* [Requirement] The whole set of entries is to be restated word for word.

Records from a collection:
↓
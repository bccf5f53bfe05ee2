use serde::{Serialize, Deserialize};

/// An unordered pair of two distinct player names.
///
/// Names are stored in sorted order so that {a, b} and {b, a} compare and
/// hash identically. Used both as the pair-history key and as a team.
#[derive(Debug, Clone, PartialEq, Eq, Hash, Serialize, Deserialize)]
pub struct PlayerPair {
    first: String,
    second: String,
}

impl PlayerPair {
    pub fn new(a: &str, b: &str) -> Self {
        if a <= b {
            PlayerPair { first: a.to_string(), second: b.to_string() }
        } else {
            PlayerPair { first: b.to_string(), second: a.to_string() }
        }
    }

    pub fn first(&self) -> &str {
        &self.first
    }

    pub fn second(&self) -> &str {
        &self.second
    }
}

/// One doubles match: two teams of two, four distinct players.
#[derive(Debug, Clone, PartialEq, Eq, Serialize, Deserialize)]
pub struct Match {
    pub team_a: PlayerPair,
    pub team_b: PlayerPair,
}

impl Match {
    /// All four player names, team A first.
    pub fn players(&self) -> [&str; 4] {
        [
            self.team_a.first(),
            self.team_a.second(),
            self.team_b.first(),
            self.team_b.second(),
        ]
    }
}

/// A court and the match currently running on it, if any.
#[derive(Debug, Clone, Serialize, Deserialize)]
pub struct Court {
    pub id: usize,
    pub current: Option<Match>,
}

/// Append-only record of a started match.
#[derive(Debug, Clone, PartialEq, Eq, Serialize, Deserialize)]
pub struct MatchLogEntry {
    pub seq: u32,
    pub court_id: usize,
    pub matchup: Match,
    pub started_at: String, // HH:MM:SS, for display
}

#[cfg(test)]
mod tests {
    use super::*;

    #[test]
    fn pair_order_is_normalized() {
        assert_eq!(PlayerPair::new("Mika", "Aoi"), PlayerPair::new("Aoi", "Mika"));
        let pair = PlayerPair::new("Mika", "Aoi");
        assert_eq!(pair.first(), "Aoi");
        assert_eq!(pair.second(), "Mika");
    }

    #[test]
    fn match_players_lists_team_a_first() {
        let matchup = Match {
            team_a: PlayerPair::new("A", "B"),
            team_b: PlayerPair::new("C", "D"),
        };
        assert_eq!(matchup.players(), ["A", "B", "C", "D"]);
    }
}
use super::history::PairHistory;
use super::types::{Match, PlayerPair};

/// Picks the best four-player match from the free players.
///
/// Every combination of four players is enumerated in the order induced by
/// `available` (indices i < j < k < l). Each combination is split into one
/// fixed way only, first two vs last two, and scored by how often the two
/// would-be teams have already played together. The lowest total wins; on a
/// tie the earliest-enumerated combination wins. Returns None when fewer
/// than four players are free.
///
/// Full C(n, 4) enumeration on every call is fine at club scale (tens of
/// players). Pure function; the history is never mutated here.
pub fn select_match(available: &[String], history: &PairHistory) -> Option<Match> {
    let n = available.len();
    if n < 4 {
        return None;
    }

    let mut best: Option<(u32, Match)> = None;
    for i in 0..n {
        for j in (i + 1)..n {
            for k in (j + 1)..n {
                for l in (k + 1)..n {
                    let team_a = PlayerPair::new(&available[i], &available[j]);
                    let team_b = PlayerPair::new(&available[k], &available[l]);
                    let score = history.count(&team_a) + history.count(&team_b);
                    // Strict < keeps the earliest combination on ties.
                    if best.as_ref().map_or(true, |(lowest, _)| score < *lowest) {
                        best = Some((score, Match { team_a, team_b }));
                    }
                }
            }
        }
    }

    best.map(|(_, matchup)| matchup)
}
↑
* [Solution]
repository bccf5f53bfe05ee2
use serde::{Serialize, Deserialize};

/// An unordered pair of two distinct player names.
///
/// Names are stored in sorted order so that {a, b} and {b, a} compare and
/// hash identically. Used both as the pair-history key and as a team.
#[derive(Debug, Clone, PartialEq, Eq, Hash, Serialize, Deserialize)]
pub struct PlayerPair {
    first: String,
    second: String,
}

impl PlayerPair {
    pub fn new(a: &str, b: &str) -> Self {
        if a <= b {
            PlayerPair { first: a.to_string(), second: b.to_string() }
        } else {
            PlayerPair { first: b.to_string(), second: a.to_string() }
        }
    }

    pub fn first(&self) -> &str {
        &self.first
    }

    pub fn second(&self) -> &str {
        &self.second
    }
}

/// One doubles match: two teams of two, four distinct players.
#[derive(Debug, Clone, PartialEq, Eq, Serialize, Deserialize)]
pub struct Match {
    pub team_a: PlayerPair,
    pub team_b: PlayerPair,
}

impl Match {
    /// All four player names, team A first.
    pub fn players(&self) -> [&str; 4] {
        [
            self.team_a.first(),
            self.team_a.second(),
            self.team_b.first(),
            self.team_b.second(),
        ]
    }
}

/// A court and the match currently running on it, if any.
#[derive(Debug, Clone, Serialize, Deserialize)]
pub struct Court {
    pub id: usize,
    pub current: Option<Match>,
}

/// Append-only record of a started match.
#[derive(Debug, Clone, PartialEq, Eq, Serialize, Deserialize)]
pub struct MatchLogEntry {
    pub seq: u32,
    pub court_id: usize,
    pub matchup: Match,
    pub started_at: String, // HH:MM:SS, for display
}

#[cfg(test)]
mod tests {
    use super::*;

    #[test]
    fn pair_order_is_normalized() {
        assert_eq!(PlayerPair::new("Mika", "Aoi"), PlayerPair::new("Aoi", "Mika"));
        let pair = PlayerPair::new("Mika", "Aoi");
        assert_eq!(pair.first(), "Aoi");
        assert_eq!(pair.second(), "Mika");
    }

    #[test]
    fn match_players_lists_team_a_first() {
        let matchup = Match {
            team_a: PlayerPair::new("A", "B"),
            team_b: PlayerPair::new("C", "D"),
        };
        assert_eq!(matchup.players(), ["A", "B", "C", "D"]);
    }
}
use super::history::PairHistory;
use super::types::{Match, PlayerPair};

/// Picks the best four-player match from the free players.
///
/// Every combination of four players is enumerated in the order induced by
/// `available` (indices i < j < k < l). Each combination is split into one
/// fixed way only, first two vs last two, and scored by how often the two
/// would-be teams have already played together. The lowest total wins; on a
/// tie the earliest-enumerated combination wins. Returns None when fewer
/// than four players are free.
///
/// Full C(n, 4) enumeration on every call is fine at club scale (tens of
/// players). Pure function; the history is never mutated here.
pub fn select_match(available: &[String], history: &PairHistory) -> Option<Match> {
    let n = available.len();
    if n < 4 {
        return None;
    }

    let mut best: Option<(u32, Match)> = None;
    for i in 0..n {
        for j in (i + 1)..n {
            for k in (j + 1)..n {
                for l in (k + 1)..n {
                    let team_a = PlayerPair::new(&available[i], &available[j]);
                    let team_b = PlayerPair::new(&available[k], &available[l]);
                    let score = history.count(&team_a) + history.count(&team_b);
                    // Strict < keeps the earliest combination on ties.
                    if best.as_ref().map_or(true, |(lowest, _)| score < *lowest) {
                        best = Some((score, Match { team_a, team_b }));
                    }
                }
            }
        }
    }

    best.map(|(_, matchup)| matchup)
}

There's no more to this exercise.